* WHAT IS NEEDED *
Extract every line below that contains the word "bound".

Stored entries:
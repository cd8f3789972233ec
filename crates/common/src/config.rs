//! Application configuration.

use serde::{Deserialize, Serialize};
use std::path::{Path, PathBuf};

use crate::error::{AutocutError, AutocutResult};

/// Smallest batch size accepted from a user.
pub const MIN_BATCH_SIZE: usize = 100;

/// Largest batch size accepted from a user.
pub const MAX_BATCH_SIZE: usize = 1000;

/// Global application configuration.
#[derive(Debug, Clone, Default, Serialize, Deserialize)]
#[serde(default)]
pub struct AppConfig {
    /// Default cutting parameters.
    pub cut: CutDefaults,

    /// External encoder settings.
    pub encoder: EncoderConfig,

    /// Logging configuration.
    pub logging: LoggingConfig,
}

/// Default cutting parameters.
#[derive(Debug, Clone, Serialize, Deserialize)]
#[serde(default)]
pub struct CutDefaults {
    /// Retained entries per extraction batch.
    pub batch_size: usize,

    /// Gap tolerance when merging audio segments (seconds).
    pub audio_gap_threshold_secs: f64,

    /// Gap tolerance when merging video segments (seconds).
    pub video_gap_threshold_secs: f64,

    /// Zero-length segments are widened to this duration (seconds).
    pub min_segment_secs: f64,

    /// Upper bound on concurrent extraction and compression workers.
    pub max_workers: usize,

    /// Available memory required before extraction starts.
    pub memory_floor_bytes: u64,
}

/// External encoder settings.
#[derive(Debug, Clone, Serialize, Deserialize)]
#[serde(default)]
pub struct EncoderConfig {
    /// Encoder executable (name on PATH or absolute path).
    pub program: String,

    /// Media probe executable.
    pub probe_program: String,

    /// Timeout for ordinary invocations (seconds).
    pub default_timeout_secs: u64,

    /// Timeout for the single-pass video filter graph (seconds).
    pub single_pass_timeout_secs: u64,

    /// Timeout per chunk of the chunked video filter graph (seconds).
    pub chunk_timeout_secs: u64,

    /// Decoded PCM sample rate.
    pub sample_rate: u32,

    /// Decoded PCM channel count.
    pub channels: u16,

    /// Largest merged-segment count attempted in one filter graph.
    pub filter_graph_ceiling: usize,

    /// Approximate number of chunks for the chunked tier.
    pub target_chunks: usize,

    /// Upper bound on segments per chunk.
    pub max_chunk_segments: usize,

    /// Diagnostic text kept from a failed invocation (characters).
    pub diagnostic_limit: usize,

    /// Synthesised background size, `WIDTHxHEIGHT`.
    pub background_resolution: String,

    /// Synthesised background colour.
    pub background_color: String,
}

/// Logging configuration.
#[derive(Debug, Clone, Serialize, Deserialize)]
#[serde(default)]
pub struct LoggingConfig {
    /// Log level filter (e.g., "info", "debug", "autocut_render=debug,warn").
    pub level: String,

    /// Whether to output structured JSON logs.
    pub json: bool,
}

impl Default for CutDefaults {
    fn default() -> Self {
        Self {
            batch_size: 500,
            audio_gap_threshold_secs: 0.1,
            video_gap_threshold_secs: 0.5,
            min_segment_secs: 0.05,
            max_workers: default_workers(),
            memory_floor_bytes: 1024 * 1024 * 1024,
        }
    }
}

impl Default for EncoderConfig {
    fn default() -> Self {
        Self {
            program: "ffmpeg".to_string(),
            probe_program: "ffprobe".to_string(),
            default_timeout_secs: 600,
            single_pass_timeout_secs: 1800,
            chunk_timeout_secs: 1200,
            sample_rate: 44100,
            channels: 2,
            filter_graph_ceiling: 50,
            target_chunks: 5,
            max_chunk_segments: 10,
            diagnostic_limit: 500,
            background_resolution: "1280x720".to_string(),
            background_color: "black".to_string(),
        }
    }
}

impl Default for LoggingConfig {
    fn default() -> Self {
        Self {
            level: "info".to_string(),
            json: false,
        }
    }
}

impl CutDefaults {
    /// Clamp a user-supplied batch size into the accepted range.
    pub fn clamp_batch_size(requested: usize) -> usize {
        requested.clamp(MIN_BATCH_SIZE, MAX_BATCH_SIZE)
    }
}

impl AppConfig {
    /// Load config from the standard location, falling back to defaults.
    pub fn load() -> Self {
        let config_path = config_file_path();
        if !config_path.exists() {
            return Self::default();
        }
        match Self::load_from(&config_path) {
            Ok(config) => config,
            Err(e) => {
                tracing::warn!("Failed to load config at {:?}: {}", config_path, e);
                Self::default()
            }
        }
    }

    /// Load config from an explicit path. Errors are surfaced, not defaulted.
    pub fn load_from(path: &Path) -> AutocutResult<Self> {
        if !path.exists() {
            return Err(AutocutError::file_not_found(path));
        }
        let content = std::fs::read_to_string(path)?;
        let config: Self = serde_json::from_str(&content)
            .map_err(|e| AutocutError::config(format!("{}: {e}", path.display())))?;
        config.validate()?;
        Ok(config)
    }

    /// Reject values that would make a run meaningless.
    pub fn validate(&self) -> AutocutResult<()> {
        if self.cut.max_workers == 0 {
            return Err(AutocutError::config("cut.max_workers must be at least 1"));
        }
        if self.cut.audio_gap_threshold_secs < 0.0 || self.cut.video_gap_threshold_secs < 0.0 {
            return Err(AutocutError::config("gap thresholds must be non-negative"));
        }
        if self.encoder.sample_rate == 0 || self.encoder.channels == 0 {
            return Err(AutocutError::config(
                "encoder.sample_rate and encoder.channels must be positive",
            ));
        }
        if self.encoder.target_chunks == 0 || self.encoder.max_chunk_segments == 0 {
            return Err(AutocutError::config(
                "encoder.target_chunks and encoder.max_chunk_segments must be positive",
            ));
        }
        Ok(())
    }
}

/// Standard config file location.
pub fn config_file_path() -> PathBuf {
    let base = std::env::var("XDG_CONFIG_HOME")
        .map(PathBuf::from)
        .unwrap_or_else(|_| {
            let home = std::env::var("HOME").unwrap_or_else(|_| "/tmp".to_string());
            PathBuf::from(home).join(".config")
        });
    base.join("autocut").join("config.json")
}

fn default_workers() -> usize {
    let cores = std::thread::available_parallelism()
        .map(|n| n.get())
        .unwrap_or(1);
    cores.min(4)
}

* YOUR RESPONSE *
    /// Upper bound on concurrent extraction and compression workers.
    /// Upper bound on segments per chunk.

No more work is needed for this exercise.